NEW YORK (GenomeWeb News) – Genetic testing for initial warfarin dosing is not cost effective for most patients, according to research appearing online today in the Annals of Internal Medicine. Instead, the study suggested, such tests may be more suitable for those at high risk of hemorrhaging.

Warfarin is commonly prescribed to prevent blood clotting. But because the drug can cause serious bleeding in some patients, care must be taken in warfarin dosing. Several studies suggest that variants in genes such as cytochrome P450 CYP2C9 or vitamin K epoxide reductase (VKORC1) influence warfarin’s effect in the body and should be considered before warfarin dosing to prevent bleeding events.

The US Food and Drug Administration changed warfarin’s labeling in 2007 to reflect such findings. Now, physicians are urged to consider genetic testing prior to treating an individual with warfarin.

But when researchers measured the cost effectiveness of such genetic testing, they found that the tests were only cost effective in a specific high-risk group. The team looked at the cost effectiveness of genotyping patients with nonvalvular atrial fibrillation, a type of heart arrhythmia, before initial warfarin dosing using data from three published studies.

Their results suggest that genetic testing can improve patient outcomes. But the cost was high. Based on the researchers’ statistical models, each quality-adjusted life year gained cost more than $170,000. Using available data and a test cost of $400 (in 2007 dollars), the researchers found that there was only about a 10 percent chance that warfarin genetic tests were cost effective.

The team’s analyses indicated that the genetic tests would only dip below $50,000 per quality-adjusted life year gained if it were restricted to those at high hemorrhage risk. Alternatively, they noted, testing would be cost effective if it prevented at least a third of all major bleeding, were available within 24 hours, and cost less than $200.

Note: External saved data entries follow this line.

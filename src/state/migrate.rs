use serde_json::{Map, Value, json};

use crate::foundation::error::{PosterError, PosterResult};
use crate::state::poster::PosterState;

pub const CURRENT_VERSION: u32 = 3;

/// Parse a snapshot of any known version, upgrading it to [`CURRENT_VERSION`].
///
/// Snapshots without a `version` are treated as version 1. Unknown versions are read
/// as-is with a warning.
#[tracing::instrument(skip(json), fields(bytes = json.len()))]
pub fn from_json(json: &str) -> PosterResult<PosterState> {
    let mut value: Value = serde_json::from_str(json)
        .map_err(|e| PosterError::serde(format!("poster state: {e}")))?;
    let root = value
        .as_object_mut()
        .ok_or_else(|| PosterError::serde("poster state must be a JSON object"))?;

    let version = root
        .get("version")
        .and_then(Value::as_u64)
        .map_or(1, |v| v.min(u64::from(u32::MAX)) as u32);

    match version {
        1 => {
            upgrade_v1(root);
            upgrade_v2(root);
            root.insert("version".to_owned(), json!(CURRENT_VERSION));
        }
        2 => {
            upgrade_v2(root);
            root.insert("version".to_owned(), json!(CURRENT_VERSION));
        }
        CURRENT_VERSION => {}
        other => {
            tracing::warn!(version = other, "unknown poster state version; reading as-is");
        }
    }

    serde_json::from_value(value).map_err(|e| PosterError::serde(format!("poster state: {e}")))
}

pub fn to_json(state: &PosterState) -> PosterResult<String> {
    serde_json::to_string_pretty(state)
        .map_err(|e| PosterError::serde(format!("poster state: {e}")))
}

/// Version 1 predates the glow effect.
fn upgrade_v1(root: &mut Map<String, Value>) {
    if let Some(style) = style_object(root)
        && !style.contains_key("glow")
    {
        tracing::debug!("v1 snapshot: defaulting style.glow");
        style.insert(
            "glow".to_owned(),
            json!({ "enabled": false, "intensity": 0.5 }),
        );
    }
}

/// Version 2 predates custom font colours.
fn upgrade_v2(root: &mut Map<String, Value>) {
    if let Some(style) = style_object(root)
        && !style.contains_key("fontColor")
    {
        tracing::debug!("v2 snapshot: defaulting style.fontColor");
        style.insert("fontColor".to_owned(), json!({ "useCustom": false }));
    }
}

fn style_object(root: &mut Map<String, Value>) -> Option<&mut Map<String, Value>> {
    let style = root
        .entry("style")
        .or_insert_with(|| Value::Object(Map::new()));
    if !style.is_object() {
        *style = Value::Object(Map::new());
    }
    style.as_object_mut()
}

#[cfg(test)]
#[path = "../../tests/unit/state/migrate.rs"]
mod tests;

That would require low-cost tests that could be done in house, the study’s lead author Mark Eckman, a medical researcher at the University of Cincinnati, said in a statement. He said most tests are currently sent to outside labs.

"Personalized, predictive medicine offers great promise, but we need to carefully examine benefits and understand the cost-effectiveness of such strategies before we spend a lot of money on very expensive tests," Eckman said.